Report back every line from the entries below in which the word "IsContiguous" occurs.

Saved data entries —
:::

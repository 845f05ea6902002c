use utoipa::OpenApi;

use crate::models::*;

/// Health check endpoint
#[utoipa::path(
    get,
    path = "/api/v1/health",
    responses(
        (status = 200, description = "Relay is healthy", body = HealthResponse)
    )
)]
#[allow(dead_code)]
pub async fn health_check_doc() {}

/// Relay diagnostics
#[utoipa::path(
    get,
    path = "/api/v1/diagnostics",
    responses(
        (status = 200, description = "Relay diagnostics", body = DiagnosticsResponse)
    )
)]
#[allow(dead_code)]
pub async fn diagnostics_doc() {}

/// Read the current session record
#[utoipa::path(
    get,
    path = "/api/v1/session",
    responses(
        (status = 200, description = "Current session record, or null when none is held", body = Session)
    )
)]
#[allow(dead_code)]
pub async fn get_session_doc() {}

/// Replace the session record
#[utoipa::path(
    put,
    path = "/api/v1/session",
    request_body = Session,
    responses(
        (status = 204, description = "Record replaced and broadcast"),
        (status = 400, description = "Malformed record", body = ErrorResponse)
    )
)]
#[allow(dead_code)]
pub async fn put_session_doc() {}

/// Drop the session record
#[utoipa::path(
    delete,
    path = "/api/v1/session",
    responses(
        (status = 204, description = "Record dropped")
    )
)]
#[allow(dead_code)]
pub async fn delete_session_doc() {}

#[derive(OpenApi)]
#[openapi(
    paths(
        health_check_doc,
        diagnostics_doc,
        get_session_doc,
        put_session_doc,
        delete_session_doc,
    ),
    components(
        schemas(
            HealthResponse,
            DiagnosticsResponse,
            ErrorResponse,
            Session,
            Participant,
            TextSelection,
            AnimationState
        )
    ),
    tags(
        (name = "relay", description = "Session relay endpoints")
    )
)]
pub struct ApiDoc;
use axum::{routing::get, Router};
use std::panic;
use tower_http::cors::CorsLayer;
use tower_http::trace::TraceLayer;
use tracing::{error, info, warn};
use tracing_subscriber::{fmt, prelude::*, EnvFilter};
use utoipa::OpenApi;
use utoipa_swagger_ui::SwaggerUi;

use classcast::config::Config;
use classcast::docs::ApiDoc;
use classcast::relay::{ws::change_feed_handler, AppState};
use classcast::routes::create_api_routes;

#[tokio::main(flavor = "current_thread")]
async fn main() {

    // Set panic hook for better error messages
    panic::set_hook(Box::new(|info| {
        eprintln!("PANIC: {info}");
    }));

    // Initialize tracing
    tracing_subscriber::registry()
        .with(fmt::layer())
        .with(EnvFilter::try_from_default_env().unwrap_or_else(|_| {
            // Default to info level, but allow debug for our app
            "classcast=debug,tower_http=debug,axum::rejection=trace,info".into()
        }))
        .init();

    info!("Starting session relay...");

    // Load configuration
    let config = Config::load().unwrap_or_else(|e| {
        error!("Failed to load configuration: {}", e);
        warn!("Using default configuration");
        Config::default()
    });

    // Shared relay state: the session record plus the change fan-out
    let app_state = AppState::new();

    // Create API routes
    let api_routes = create_api_routes(app_state.clone());

    // Change feed for store adapters
    let ws_routes = Router::new()
        .route("/ws/session", get(change_feed_handler))
        .with_state(app_state);

    // Combine all routes
    let app_routes = Router::new()
        // Mount API routes
        .nest("/api", api_routes)
        .merge(ws_routes)
        // Mount Swagger UI
        .merge(SwaggerUi::new("/swagger").url("/api-docs/openapi.json", ApiDoc::openapi()))
        // Tracing and CORS layers
        .layer(TraceLayer::new_for_http())
        .layer(CorsLayer::permissive());

    // Start the HTTP/WS server
    let listener = tokio::net::TcpListener::bind(config.server_address())
        .await
        .unwrap_or_else(|_| panic!("Failed to bind to {}", config.server_address()));

    info!("Relay running on http://{}", config.server_address());
    info!("Change feed available at ws://{}/ws/session", config.server_address());
    info!("Swagger UI available at http://{}/swagger", config.server_address());

    axum::serve(listener, app_routes)
        .await
        .expect("Relay failed to start");
}
//! Seams between the sync engine and whatever renders the content.
//!
//! The engine never renders anything itself; it measures and drives the
//! embedding surface through these traits. All methods are synchronous and
//! cheap: implementations are expected to be thin bindings onto the host
//! UI's scroll container, router and animation player.

/// Geometry and scroll control of the student's rendered document.
pub trait DocumentView: Send + Sync {
    fn scroll_top(&self) -> f64;
    fn document_height(&self) -> f64;
    fn viewport_height(&self) -> f64;
    /// Height of any reserved header chrome above the content area.
    fn header_offset(&self) -> f64 {
        0.0
    }
    /// Jump (no animation) to an absolute offset.
    fn scroll_to(&self, offset: f64);
    /// Visually fix the viewport in place while the control lock is held.
    /// `content_offset` is the scroll offset with any reserved header space
    /// already compensated, ready to anchor the fixed content at.
    fn pin_viewport(&self, content_offset: f64);
    fn unpin_viewport(&self);
    /// Path of the document currently shown locally.
    fn current_path(&self) -> String;
}

/// Collaborator capable of changing the current document view. Follow-mode
/// navigations carry a marker so the target UI suppresses its own controls.
pub trait Navigator: Send + Sync {
    fn navigate(&self, path: &str, follow_mode: bool);
}

/// Collaborator driving embedded animations on the student side.
pub trait AnimationDriver: Send + Sync {
    fn seek(&self, animation_id: &str, step: i32);
    fn set_playing(&self, animation_id: &str, playing: bool);
}
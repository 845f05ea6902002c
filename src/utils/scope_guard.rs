/// Runs the wrapped closure when dropped. Used where cleanup must happen on
/// every exit path, e.g. decrementing the subscriber count when a websocket
/// task ends for any reason.
pub struct ScopeGuard<F: FnOnce()>(Option<F>);

impl<F: FnOnce()> ScopeGuard<F> {
    pub fn new(f: F) -> Self {
        Self(Some(f))
    }
}

impl<F: FnOnce()> Drop for ScopeGuard<F> {
    fn drop(&mut self) {
        if let Some(f) = self.0.take() {
            f();
        }
    }
}
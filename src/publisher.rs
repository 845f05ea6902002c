//! Teacher-side ownership of the session record.
//!
//! While a session is active, every mutable field except the students'
//! own participant entries is written from here. The store has no partial
//! patches, so each mutator reads the current record, changes one field
//! and writes the whole record back. Store failures are logged and
//! swallowed: the next local change or heartbeat tick is the retry.

use std::sync::Arc;
use std::time::Duration;

use chrono::Utc;
use tokio_util::sync::CancellationToken;
use tracing::{info, warn};

use crate::models::{AnimationState, Session, SessionMeta, TextSelection};
use crate::presence::{self, HEARTBEAT_INTERVAL_MS};
use crate::store::{SessionStore, StoreError};

pub struct TeacherPublisher {
    store: Arc<dyn SessionStore>,
    session_id: String,
}

impl TeacherPublisher {
    /// Create and persist a fresh active session.
    pub async fn start_session(
        store: Arc<dyn SessionStore>,
        meta: SessionMeta,
    ) -> Result<(Self, Session), StoreError> {
        let session = Session::start(meta);
        store.write(&session).await?;
        info!(
            "Session {} started by {} for {}",
            session.id, session.teacher_name, session.class_name
        );
        let publisher = TeacherPublisher {
            store,
            session_id: session.id.clone(),
        };
        Ok((publisher, session))
    }

    pub fn session_id(&self) -> &str {
        &self.session_id
    }

    /// Publish the current scroll progress, clamped to [0,100].
    pub async fn update_scroll(&self, percent: f64) {
        self.mutate("scroll", |s| {
            s.scroll_position = percent.clamp(0.0, 100.0);
        })
        .await;
    }

    pub async fn update_control(&self, allowed: bool) {
        self.mutate("control", |s| {
            s.student_can_control = allowed;
        })
        .await;
    }

    /// Publish or clear the highlighted text.
    pub async fn update_highlight(&self, text: Option<String>) {
        self.mutate("highlight", |s| {
            s.text_selection = text.map(|text| TextSelection { text });
        })
        .await;
    }

    pub async fn update_animation(&self, animation_id: &str, step: i32, playing: bool) {
        let animation_id = animation_id.to_string();
        self.mutate("animation", move |s| {
            s.animation_state = Some(AnimationState {
                animation_id,
                current_step: step,
                is_playing: playing,
            });
        })
        .await;
    }

    /// Move the class to another document. Scroll restarts at the top and
    /// any highlight belonged to the previous document, so both reset.
    pub async fn navigate_to(&self, path: &str, title: &str) {
        let (path, title) = (path.to_string(), title.to_string());
        self.mutate("navigate", move |s| {
            s.document_path = path;
            s.document_title = title;
            s.scroll_position = 0.0;
            s.text_selection = None;
            s.animation_state = None;
        })
        .await;
    }

    /// One `is_active = false` write ends the broadcast; students converge
    /// to Idle on their own, no acknowledgement needed.
    pub async fn end_session(&self) -> Result<(), StoreError> {
        let Some(mut session) = self.own_record().await else {
            return Ok(());
        };
        session.is_active = false;
        self.store.write(&session).await?;
        info!("Session {} ended", self.session_id);
        Ok(())
    }

    /// Refresh `last_heartbeat` every interval until cancelled.
    pub async fn run_heartbeat(&self, token: CancellationToken) {
        let mut ticks = tokio::time::interval(Duration::from_millis(HEARTBEAT_INTERVAL_MS));
        ticks.set_missed_tick_behavior(tokio::time::MissedTickBehavior::Skip);
        loop {
            tokio::select! {
                _ = token.cancelled() => return,
                _ = ticks.tick() => {
                    presence::heartbeat_teacher(&self.store, &self.session_id).await;
                }
            }
        }
    }

    async fn own_record(&self) -> Option<Session> {
        match self.store.read_active().await {
            Ok(Some(s)) if s.id == self.session_id => Some(s),
            Ok(_) => {
                warn!("Session {} no longer in store, ignoring mutation", self.session_id);
                None
            }
            Err(e) => {
                warn!("Failed to read session {}: {}", self.session_id, e);
                None
            }
        }
    }

    /// Read-modify-write one field change; heartbeat rides along so a busy
    /// teacher never goes stale between heartbeat ticks.
    async fn mutate(&self, what: &str, change: impl FnOnce(&mut Session)) {
        let Some(mut session) = self.own_record().await else {
            return;
        };
        change(&mut session);
        session.last_heartbeat = Utc::now();
        if let Err(e) = self.store.write(&session).await {
            warn!("Failed to publish {} for session {}: {}", what, self.session_id, e);
        }
    }
}

#[cfg(test)]
mod tests {
    use super::*;
    use crate::store::MemoryStore;

    fn meta() -> SessionMeta {
        SessionMeta {
            teacher_name: "Ms. Vos".into(),
            class_name: "4B".into(),
            document_path: "/docs/cells".into(),
            document_title: "Cells".into(),
        }
    }

    async fn publisher() -> (TeacherPublisher, Arc<dyn SessionStore>) {
        let store: Arc<dyn SessionStore> = Arc::new(MemoryStore::new());
        let (publisher, _session) = TeacherPublisher::start_session(store.clone(), meta())
            .await
            .unwrap();
        (publisher, store)
    }

    #[tokio::test]
    async fn scroll_updates_are_clamped() {
        let (publisher, store) = publisher().await;
        publisher.update_scroll(175.0).await;
        let s = store.read_active().await.unwrap().unwrap();
        assert_eq!(s.scroll_position, 100.0);

        publisher.update_scroll(-3.0).await;
        let s = store.read_active().await.unwrap().unwrap();
        assert_eq!(s.scroll_position, 0.0);
    }

    #[tokio::test]
    async fn navigation_resets_scroll_highlight_and_animation() {
        let (publisher, store) = publisher().await;
        publisher.update_scroll(60.0).await;
        publisher.update_highlight(Some("mitochondria".into())).await;
        publisher.update_animation("anim-1", 3, true).await;

        publisher.navigate_to("/docs/osmosis", "Osmosis").await;
        let s = store.read_active().await.unwrap().unwrap();
        assert_eq!(s.document_path, "/docs/osmosis");
        assert_eq!(s.document_title, "Osmosis");
        assert_eq!(s.scroll_position, 0.0);
        assert!(s.text_selection.is_none());
        assert!(s.animation_state.is_none());
    }

    #[tokio::test]
    async fn end_session_flips_is_active_once() {
        let (publisher, store) = publisher().await;
        publisher.end_session().await.unwrap();
        // read_active hides inactive records, as students see it.
        assert!(store.read_active().await.unwrap().is_none());
        // Ending again is harmless.
        publisher.end_session().await.unwrap();
    }

    #[tokio::test]
    async fn mutations_keep_participants_written_by_students() {
        let (publisher, store) = publisher().await;
        crate::presence::touch_student(&store, publisher.session_id(), "dev-1", "Robin", true).await;

        publisher.update_control(false).await;
        let s = store.read_active().await.unwrap().unwrap();
        assert!(!s.student_can_control);
        assert_eq!(s.connected_students.len(), 1);
    }
}
//! Objective function wrapper shared by all optimizers.
//!
//! The wrapper is responsible for the bookkeeping that is not specific to
//! any algorithm: counting the evaluations against the budget and flipping the
//! sign of the values when the goal is to maximize.

use log::debug;
use nalgebra::{storage::Storage, Dyn, IsContiguous, Vector};
use thiserror::Error;

use super::{base::GoalType, function::Function};

/// Error raised by the [`Objective`] during an evaluation.
#[derive(Debug, Clone, Copy, PartialEq, Eq, Error)]
pub enum EvaluationError {
    /// The evaluation budget was exhausted.
    #[error("maximal count ({0}) of objective function evaluations exceeded")]
    TooManyEvaluations(usize),
}

/// Function evaluated in the sense of minimization with a limited budget of
/// evaluations.
pub struct Objective<'f, F: Function> {
    f: &'f F,
    goal: GoalType,
    evaluations: usize,
    max_evaluations: usize,
}

impl<'f, F: Function> Objective<'f, F> {
    /// Wraps the function with unlimited evaluations budget.
    pub fn new(f: &'f F, goal: GoalType) -> Self {
        Self::with_max_evaluations(f, goal, usize::MAX)
    }

    /// Wraps the function with given evaluations budget.
    pub fn with_max_evaluations(f: &'f F, goal: GoalType, max_evaluations: usize) -> Self {
        Self {
            f,
            goal,
            evaluations: 0,
            max_evaluations,
        }
    }

    /// Evaluates the function in given point.
    ///
    /// The returned value is negated if the goal is
    /// [`GoalType::Maximize`], so the caller always minimizes. Exceeding the
    /// budget is reported as [`EvaluationError::TooManyEvaluations`] and no
    /// evaluation takes place.
    pub fn eval<Sx>(&mut self, x: &Vector<F::Field, Dyn, Sx>) -> Result<F::Field, EvaluationError>
    where
        Sx: Storage<F::Field, Dyn> + IsContiguous,
    {
        if self.evaluations >= self.max_evaluations {
            debug!("evaluations budget ({}) exhausted", self.max_evaluations);
            return Err(EvaluationError::TooManyEvaluations(self.max_evaluations));
        }

        self.evaluations += 1;
        Ok(self.internalize(self.f.apply(x)))
    }

    /// Converts a value in the sense of the goal into the sense of
    /// minimization used internally.
    pub fn internalize(&self, value: F::Field) -> F::Field {
        match self.goal {
            GoalType::Minimize => value,
            GoalType::Maximize => -value,
        }
    }

    /// Converts an internal (minimization) value back into the sense of the
    /// goal.
    pub fn externalize(&self, value: F::Field) -> F::Field {
        // Negation is an involution.
        self.internalize(value)
    }

    /// Gets the wrapped function.
    pub fn function(&self) -> &'f F {
        self.f
    }

    /// Gets the goal of the optimization.
    pub fn goal(&self) -> GoalType {
        self.goal
    }

    /// Gets the number of evaluations performed so far.
    pub fn evaluations(&self) -> usize {
        self.evaluations
    }

    /// Gets the evaluations budget.
    pub fn max_evaluations(&self) -> usize {
        self.max_evaluations
    }
}

#[cfg(test)]
mod tests {
    use super::*;

    use crate::testing::Sphere;

    #[test]
    fn counts_evaluations_until_budget() {
        let f = Sphere::new(2);
        let mut obj = Objective::with_max_evaluations(&f, GoalType::Minimize, 2);
        let x = nalgebra::dvector![1.0, 2.0];

        assert_eq!(obj.eval(&x), Ok(5.0));
        assert_eq!(obj.eval(&x), Ok(5.0));
        assert_eq!(obj.eval(&x), Err(EvaluationError::TooManyEvaluations(2)));
        assert_eq!(obj.evaluations(), 2);
        assert_eq!(obj.max_evaluations(), 2);
        assert!(obj.goal().is_minimize());
    }

    #[test]
    fn maximize_negates_values() {
        let f = Sphere::new(2);
        let mut obj = Objective::new(&f, GoalType::Maximize);
        let x = nalgebra::dvector![1.0, 2.0];

        let value = obj.eval(&x).unwrap();
        assert_eq!(value, -5.0);
        assert_eq!(obj.externalize(value), 5.0);
    }
}
use criterion::{criterion_group, criterion_main, Criterion};
use dfopt::{
    algo::{Bobyqa, Cmaes},
    nalgebra as na,
    testing::*,
    Domain, GoalType, Objective, Optimizer, Problem,
};

const MAX_EVALUATIONS: usize = 1_000_000;
const TOLERANCE: f64 = 1e-8;

fn optimize<F, O>(f: &F, dom: &Domain<F::Field>, mut optimizer: O, mut x: na::DVector<f64>) -> bool
where
    F: TestFunction<Field = f64>,
    O: Optimizer<F>,
{
    let mut obj = Objective::with_max_evaluations(f, GoalType::Minimize, MAX_EVALUATIONS);

    match optimizer.optimize(&mut obj, dom, &mut x) {
        Ok(fx) => fx <= TOLERANCE,
        Err(_) => false,
    }
}

fn sphere(c: &mut Criterion) {
    let f = Sphere::new(10);
    let dom = f.domain();
    let x = &f.initials()[0];

    c.bench_function("BOBYQA sphere", |b| {
        b.iter(|| assert!(optimize(&f, &dom, Bobyqa::new(&f, &dom), x.clone_owned())))
    });

    c.bench_function("CMA-ES sphere", |b| {
        b.iter(|| assert!(optimize(&f, &dom, Cmaes::new(&f, &dom), x.clone_owned())))
    });
}

fn rosenbrock1(c: &mut Criterion) {
    let f = ExtendedRosenbrock::new(2);
    let dom = f.domain();
    let x = &f.initials()[0];

    c.bench_function("BOBYQA rosenbrock 1", |b| {
        b.iter(|| assert!(optimize(&f, &dom, Bobyqa::new(&f, &dom), x.clone_owned())))
    });

    c.bench_function("CMA-ES rosenbrock 1", |b| {
        b.iter(|| assert!(optimize(&f, &dom, Cmaes::new(&f, &dom), x.clone_owned())))
    });
}

fn rosenbrock2(c: &mut Criterion) {
    let f = ExtendedRosenbrock::new(2);
    let dom = f.domain();
    let x = &f.initials()[1];

    c.bench_function("BOBYQA rosenbrock 2", |b| {
        b.iter(|| assert!(optimize(&f, &dom, Bobyqa::new(&f, &dom), x.clone_owned())))
    });

    c.bench_function("CMA-ES rosenbrock 2", |b| {
        b.iter(|| assert!(optimize(&f, &dom, Cmaes::new(&f, &dom), x.clone_owned())))
    });
}

fn rosenbrock_large(c: &mut Criterion) {
    let f = ExtendedRosenbrock::new(20);
    let dom = f.domain();
    let x = &f.initials()[0];

    c.bench_function("BOBYQA rosenbrock large", |b| {
        b.iter(|| assert!(optimize(&f, &dom, Bobyqa::new(&f, &dom), x.clone_owned())))
    });
}

fn ellipsoid(c: &mut Criterion) {
    let f = Ellipsoid::new(5);
    let dom = f.domain();
    let x = &f.initials()[1];

    c.bench_function("BOBYQA ellipsoid", |b| {
        b.iter(|| assert!(optimize(&f, &dom, Bobyqa::new(&f, &dom), x.clone_owned())))
    });

    c.bench_function("CMA-ES ellipsoid", |b| {
        b.iter(|| assert!(optimize(&f, &dom, Cmaes::new(&f, &dom), x.clone_owned())))
    });
}

criterion_group!(
    optimizers,
    sphere,
    rosenbrock1,
    rosenbrock2,
    rosenbrock_large,
    ellipsoid
);
criterion_main!(optimizers);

:::

Answer below —
use nalgebra::{storage::Storage, Dyn, IsContiguous, Vector};
        Sx: Storage<F::Field, Dyn> + IsContiguous,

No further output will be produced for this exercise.